- Your instructions
Would you find each line in the entries below with the string "distance" and copy it?

- Collected data
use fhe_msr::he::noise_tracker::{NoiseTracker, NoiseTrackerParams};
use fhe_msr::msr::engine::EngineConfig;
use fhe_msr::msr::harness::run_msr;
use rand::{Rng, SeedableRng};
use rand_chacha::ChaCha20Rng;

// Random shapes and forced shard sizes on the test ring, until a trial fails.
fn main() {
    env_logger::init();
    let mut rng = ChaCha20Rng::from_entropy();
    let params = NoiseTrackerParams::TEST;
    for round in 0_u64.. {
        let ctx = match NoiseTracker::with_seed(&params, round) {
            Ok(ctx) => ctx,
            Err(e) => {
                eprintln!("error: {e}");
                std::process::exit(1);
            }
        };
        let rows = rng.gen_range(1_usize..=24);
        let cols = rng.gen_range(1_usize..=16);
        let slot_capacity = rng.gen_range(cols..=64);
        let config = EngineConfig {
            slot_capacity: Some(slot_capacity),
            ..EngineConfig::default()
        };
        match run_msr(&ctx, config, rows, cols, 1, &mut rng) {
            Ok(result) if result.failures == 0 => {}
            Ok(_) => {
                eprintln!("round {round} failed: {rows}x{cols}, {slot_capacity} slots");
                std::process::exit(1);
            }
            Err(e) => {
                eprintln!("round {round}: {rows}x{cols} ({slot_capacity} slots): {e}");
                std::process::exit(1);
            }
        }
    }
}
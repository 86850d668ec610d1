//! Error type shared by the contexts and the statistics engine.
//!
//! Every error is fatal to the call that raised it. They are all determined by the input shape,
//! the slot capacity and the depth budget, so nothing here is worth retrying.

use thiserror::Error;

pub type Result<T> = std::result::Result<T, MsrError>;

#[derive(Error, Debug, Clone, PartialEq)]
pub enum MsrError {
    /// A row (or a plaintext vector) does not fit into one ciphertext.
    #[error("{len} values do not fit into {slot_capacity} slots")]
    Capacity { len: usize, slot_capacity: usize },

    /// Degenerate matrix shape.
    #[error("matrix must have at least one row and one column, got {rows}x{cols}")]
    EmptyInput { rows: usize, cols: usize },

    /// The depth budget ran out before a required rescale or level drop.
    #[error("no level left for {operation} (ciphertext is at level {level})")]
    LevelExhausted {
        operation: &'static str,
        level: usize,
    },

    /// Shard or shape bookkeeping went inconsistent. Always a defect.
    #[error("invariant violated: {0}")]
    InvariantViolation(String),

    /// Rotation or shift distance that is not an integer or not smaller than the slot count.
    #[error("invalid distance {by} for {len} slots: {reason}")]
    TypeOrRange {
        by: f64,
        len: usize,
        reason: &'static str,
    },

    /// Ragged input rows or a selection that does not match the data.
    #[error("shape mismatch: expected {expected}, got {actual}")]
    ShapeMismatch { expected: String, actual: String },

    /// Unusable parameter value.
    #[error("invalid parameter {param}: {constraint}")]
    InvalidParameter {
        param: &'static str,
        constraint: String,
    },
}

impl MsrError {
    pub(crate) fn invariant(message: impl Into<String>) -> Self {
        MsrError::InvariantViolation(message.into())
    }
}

- Response area
    /// Rotation or shift distance that is not an integer or not smaller than the slot count.
    #[error("invalid distance {by} for {len} slots: {reason}")]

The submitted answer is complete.